PROBLEM TO SOLVE - Say how many lines of the listing below hold the word "custom". Give only that number.
::::::
//! Time utilities for payment windows, rate-limit windows and wire timestamps.
//!
//! Payment authorizations carry their validity window as [`UnixTimestamp`]
//! seconds. Rate-limit windows are tracked in epoch milliseconds, see
//! [`now_millis`]. Response envelopes, proof bundles and receipts carry
//! ISO-8601 timestamps with millisecond precision, see [`iso_millis`].

use std::fmt::{self, Display, Formatter};
use std::ops::Add;
use std::time::SystemTime;

use serde::de::{self, Visitor};
use serde::{Deserialize, Deserializer, Serialize, Serializer};

/// A Unix timestamp in seconds since the epoch.
///
/// Serialized as a stringified integer. Deserialization accepts both the
/// string form and a bare JSON integer, since callers build authorizations
/// in either shape.
///
/// ```json
/// "1699999999"
/// ```
#[derive(Debug, Clone, Copy, PartialEq, PartialOrd, Ord, Eq, Hash)]
pub struct UnixTimestamp(u64);

impl Serialize for UnixTimestamp {
    fn serialize<S: Serializer>(&self, serializer: S) -> Result<S::Ok, S::Error> {
        serializer.serialize_str(&self.0.to_string())
    }
}

struct UnixTimestampVisitor;

impl Visitor<'_> for UnixTimestampVisitor {
    type Value = UnixTimestamp;

    fn expecting(&self, f: &mut Formatter<'_>) -> fmt::Result {
        f.write_str("a non-negative integer or its decimal string")
    }

    fn visit_u64<E: de::Error>(self, v: u64) -> Result<Self::Value, E> {
        Ok(UnixTimestamp(v))
    }

    fn visit_i64<E: de::Error>(self, v: i64) -> Result<Self::Value, E> {
        u64::try_from(v)
            .map(UnixTimestamp)
            .map_err(|_| E::custom("timestamp must be a non-negative integer"))
    }

    fn visit_str<E: de::Error>(self, v: &str) -> Result<Self::Value, E> {
        v.trim()
            .parse::<u64>()
            .map(UnixTimestamp)
            .map_err(|_| E::custom("timestamp must be a non-negative integer"))
    }
}

impl<'de> Deserialize<'de> for UnixTimestamp {
    fn deserialize<D: Deserializer<'de>>(deserializer: D) -> Result<Self, D::Error> {
        deserializer.deserialize_any(UnixTimestampVisitor)
    }
}

impl Display for UnixTimestamp {
    fn fmt(&self, f: &mut Formatter<'_>) -> fmt::Result {
        write!(f, "{}", self.0)
    }
}

impl Add<u64> for UnixTimestamp {
    type Output = Self;

    fn add(self, rhs: u64) -> Self::Output {
        Self(self.0.saturating_add(rhs))
    }
}

impl UnixTimestamp {
    /// Creates a new [`UnixTimestamp`] from a raw seconds value.
    #[must_use]
    pub const fn from_secs(secs: u64) -> Self {
        Self(secs)
    }

    /// Returns the current system time as a [`UnixTimestamp`].
    ///
    /// A clock set before the epoch reads as zero.
    #[must_use]
    pub fn now() -> Self {
        Self(now_millis() / 1000)
    }

    /// Returns the timestamp as raw seconds since the Unix epoch.
    #[must_use]
    pub const fn as_secs(&self) -> u64 {
        self.0
    }
}

/// Current wall-clock time in milliseconds since the Unix epoch.
#[must_use]
pub fn now_millis() -> u64 {
    SystemTime::now()
        .duration_since(SystemTime::UNIX_EPOCH)
        .map_or(0, |d| u64::try_from(d.as_millis()).unwrap_or(u64::MAX))
}

/// Serde adapter writing `DateTime<Utc>` as `2024-01-01T00:00:00.000Z`.
pub mod iso_millis {
    use chrono::{DateTime, SecondsFormat, Utc};
    use serde::{Deserialize, Deserializer, Serializer};

    /// Serializes with millisecond precision and a `Z` suffix.
    ///
    /// # Errors
    ///
    /// Propagates serializer errors.
    pub fn serialize<S: Serializer>(value: &DateTime<Utc>, serializer: S) -> Result<S::Ok, S::Error> {
        serializer.serialize_str(&value.to_rfc3339_opts(SecondsFormat::Millis, true))
    }

    /// Parses any RFC 3339 timestamp.
    ///
    /// # Errors
    ///
    /// Fails when the input is not a valid RFC 3339 string.
    pub fn deserialize<'de, D: Deserializer<'de>>(deserializer: D) -> Result<DateTime<Utc>, D::Error> {
        let s = String::deserialize(deserializer)?;
        DateTime::parse_from_rfc3339(&s)
            .map(|dt| dt.with_timezone(&Utc))
            .map_err(serde::de::Error::custom)
    }

    /// Formats a timestamp the same way [`serialize`] does.
    #[must_use]
    pub fn format(value: &DateTime<Utc>) -> String {
        value.to_rfc3339_opts(SecondsFormat::Millis, true)
    }
}

#[cfg(test)]
mod tests {
    use super::*;
    use chrono::{TimeZone, Utc};

    #[test]
    fn test_timestamp_accepts_string_and_number() {
        let from_str: UnixTimestamp = serde_json::from_str("\"1700000000\"").unwrap();
        let from_num: UnixTimestamp = serde_json::from_str("1700000000").unwrap();
        assert_eq!(from_str, from_num);
        assert_eq!(serde_json::to_string(&from_num).unwrap(), "\"1700000000\"");
    }

    #[test]
    fn test_timestamp_rejects_negative() {
        assert!(serde_json::from_str::<UnixTimestamp>("-1").is_err());
        assert!(serde_json::from_str::<UnixTimestamp>("\"soon\"").is_err());
    }

    #[test]
    fn test_iso_millis_format() {
        let dt = Utc.with_ymd_and_hms(2024, 5, 1, 12, 30, 0).unwrap();
        assert_eq!(iso_millis::format(&dt), "2024-05-01T12:30:00.000Z");
    }
}
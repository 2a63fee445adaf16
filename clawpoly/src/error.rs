//! Error types for the request pipeline.
//!
//! Payment verification failures are protocol outcomes rather than faults:
//! they surface to the caller as a 402 with [`PaymentVerificationError::reason`]
//! as the machine-readable code. Collaborator failures ([`ChainDataError`],
//! [`ExplorerError`], [`AnchorError`]) are faults.

use crate::amount::TokenAmount;

/// Why a payment authorization was refused.
///
/// Variants are listed in the order the verifier checks them.
#[derive(Debug, Clone, PartialEq, Eq, thiserror::Error)]
pub enum PaymentVerificationError {
    /// The nonce was accepted before.
    #[error("Nonce already used")]
    Replay,
    /// The authorization pays someone other than the configured payee.
    #[error("Invalid payment recipient")]
    WrongRecipient,
    /// The authorized value is below the endpoint price.
    #[error("Insufficient payment. Required: {required}, received: {received}")]
    InsufficientAmount {
        /// Price of the endpoint.
        required: TokenAmount,
        /// Value carried by the authorization.
        received: TokenAmount,
    },
    /// `validBefore` is in the past.
    #[error("Payment authorization expired")]
    Expired,
    /// `validAfter` is in the future.
    #[error("Payment authorization not yet valid")]
    NotYetValid,
}

impl PaymentVerificationError {
    /// Machine-readable reason code.
    #[must_use]
    pub const fn reason(&self) -> &'static str {
        match self {
            Self::Replay => "replay",
            Self::WrongRecipient => "wrong_recipient",
            Self::InsufficientAmount { .. } => "insufficient_amount",
            Self::Expired => "expired",
            Self::NotYetValid => "not_yet_valid",
        }
    }
}

/// Failure while hashing a response or query.
#[derive(Debug, thiserror::Error)]
pub enum ProofError {
    /// The value could not be turned into JSON.
    #[error("failed to serialize value for hashing: {0}")]
    Serialize(#[from] serde_json::Error),
}

/// Failure to anchor a receipt on-chain.
#[derive(Debug, thiserror::Error)]
pub enum AnchorError {
    /// Transaction submission was rejected by the node or the signer.
    #[error("receipt transaction submission failed: {0}")]
    Submit(String),
    /// The anchor is misconfigured.
    #[error("receipt anchor misconfigured: {0}")]
    Config(String),
}

/// Failure reading from the chain RPC.
#[derive(Debug, thiserror::Error)]
pub enum ChainDataError {
    /// Transport or JSON-RPC level error.
    #[error("RPC request {method} failed: {message}")]
    Rpc {
        /// JSON-RPC method that failed.
        method: &'static str,
        /// Upstream error message.
        message: String,
    },
    /// The node answered with data that does not decode.
    #[error("unexpected RPC response for {method}: {message}")]
    Decode {
        /// JSON-RPC method whose response was malformed.
        method: &'static str,
        /// Decoder error message.
        message: String,
    },
}

impl ChainDataError {
    /// Shorthand for an RPC failure.
    pub fn rpc(method: &'static str, err: impl std::fmt::Display) -> Self {
        Self::Rpc {
            method,
            message: err.to_string(),
        }
    }
}

/// Failure reading from the block-explorer API.
#[derive(Debug, thiserror::Error)]
pub enum ExplorerError {
    /// HTTP transport failure.
    #[error("explorer request {action} failed: {message}")]
    Http {
        /// Explorer action, e.g. `txlist`.
        action: &'static str,
        /// Transport error message.
        message: String,
    },
    /// Non-success HTTP status.
    #[error("explorer request {action} returned HTTP {status}")]
    Status {
        /// Explorer action.
        action: &'static str,
        /// HTTP status code.
        status: u16,
    },
    /// Body did not match the expected shape.
    #[error("explorer response for {action} did not decode: {message}")]
    Decode {
        /// Explorer action.
        action: &'static str,
        /// Decoder error message.
        message: String,
    },
}
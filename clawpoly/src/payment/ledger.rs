//! Bounded record of accepted payment nonces.

use std::collections::{HashSet, VecDeque};
use std::sync::{Arc, Mutex, MutexGuard, PoisonError};

use alloy_primitives::B256;

/// Ledger capacity before eviction kicks in.
pub const DEFAULT_CAPACITY: usize = 10_000;

/// How many of the oldest nonces are dropped when the cap is exceeded.
pub const DEFAULT_EVICTION: usize = 5_000;

#[derive(Debug, Default)]
struct LedgerState {
    seen: HashSet<B256>,
    order: VecDeque<B256>,
}

/// Set of accepted nonces, evicting oldest-first past its capacity.
///
/// Cheap to clone; clones share the same set. An evicted nonce can be
/// accepted again, which bounds memory at the cost of a replay window for
/// very old authorizations whose `validBefore` has not yet passed.
#[derive(Debug, Clone)]
pub struct NonceLedger {
    state: Arc<Mutex<LedgerState>>,
    capacity: usize,
    eviction: usize,
}

impl Default for NonceLedger {
    fn default() -> Self {
        Self::new()
    }
}

impl NonceLedger {
    /// A ledger holding up to 10 000 nonces.
    #[must_use]
    pub fn new() -> Self {
        Self::with_capacity(DEFAULT_CAPACITY, DEFAULT_EVICTION)
    }

    /// A ledger with a custom cap and eviction batch.
    #[must_use]
    pub fn with_capacity(capacity: usize, eviction: usize) -> Self {
        Self {
            state: Arc::new(Mutex::new(LedgerState::default())),
            capacity,
            eviction: eviction.clamp(1, capacity.max(1)),
        }
    }

    fn lock(&self) -> MutexGuard<'_, LedgerState> {
        self.state.lock().unwrap_or_else(PoisonError::into_inner)
    }

    /// Whether `nonce` has been accepted and not yet evicted.
    #[must_use]
    pub fn contains(&self, nonce: &B256) -> bool {
        self.lock().seen.contains(nonce)
    }

    /// Records `nonce`. Returns `false` if it was already present, in which
    /// case nothing changes.
    pub fn accept(&self, nonce: B256) -> bool {
        let mut state = self.lock();
        if !state.seen.insert(nonce) {
            return false;
        }
        state.order.push_back(nonce);
        if state.seen.len() > self.capacity {
            let evict = self.eviction.min(state.order.len());
            let evicted: Vec<B256> = state.order.drain(..evict).collect();
            for old in &evicted {
                state.seen.remove(old);
            }
            #[cfg(feature = "telemetry")]
            tracing::debug!(evicted = evicted.len(), "nonce ledger over capacity, evicted oldest");
        }
        true
    }

    /// Number of nonces held.
    #[must_use]
    pub fn len(&self) -> usize {
        self.lock().seen.len()
    }

    /// Whether the ledger is empty.
    #[must_use]
    pub fn is_empty(&self) -> bool {
        self.len() == 0
    }
}

#[cfg(test)]
mod tests {
    use super::*;

    fn nonce(n: u8) -> B256 {
        B256::repeat_byte(n)
    }

    #[test]
    fn test_accept_once() {
        let ledger = NonceLedger::new();
        assert!(ledger.accept(nonce(1)));
        assert!(!ledger.accept(nonce(1)));
        assert!(ledger.contains(&nonce(1)));
        assert_eq!(ledger.len(), 1);
    }

    #[test]
    fn test_oldest_half_evicted_past_capacity() {
        let ledger = NonceLedger::with_capacity(4, 2);
        for n in 1..=4 {
            assert!(ledger.accept(nonce(n)));
        }
        assert_eq!(ledger.len(), 4);
        assert!(ledger.accept(nonce(5)));
        assert_eq!(ledger.len(), 3);
        assert!(!ledger.contains(&nonce(1)));
        assert!(!ledger.contains(&nonce(2)));
        assert!(ledger.contains(&nonce(3)));
        assert!(ledger.contains(&nonce(5)));
        // evicted nonces become acceptable again
        assert!(ledger.accept(nonce(1)));
    }

    #[test]
    fn test_concurrent_duplicate_accepted_once() {
        let ledger = NonceLedger::new();
        let handles: Vec<_> = (0..8)
            .map(|_| {
                let ledger = ledger.clone();
                std::thread::spawn(move || ledger.accept(nonce(9)))
            })
            .collect();
        let wins = handles
            .into_iter()
            .map(|h| h.join().unwrap())
            .filter(|accepted| *accepted)
            .count();
        assert_eq!(wins, 1);
    }
}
::::::
TASK OUTPUT - 4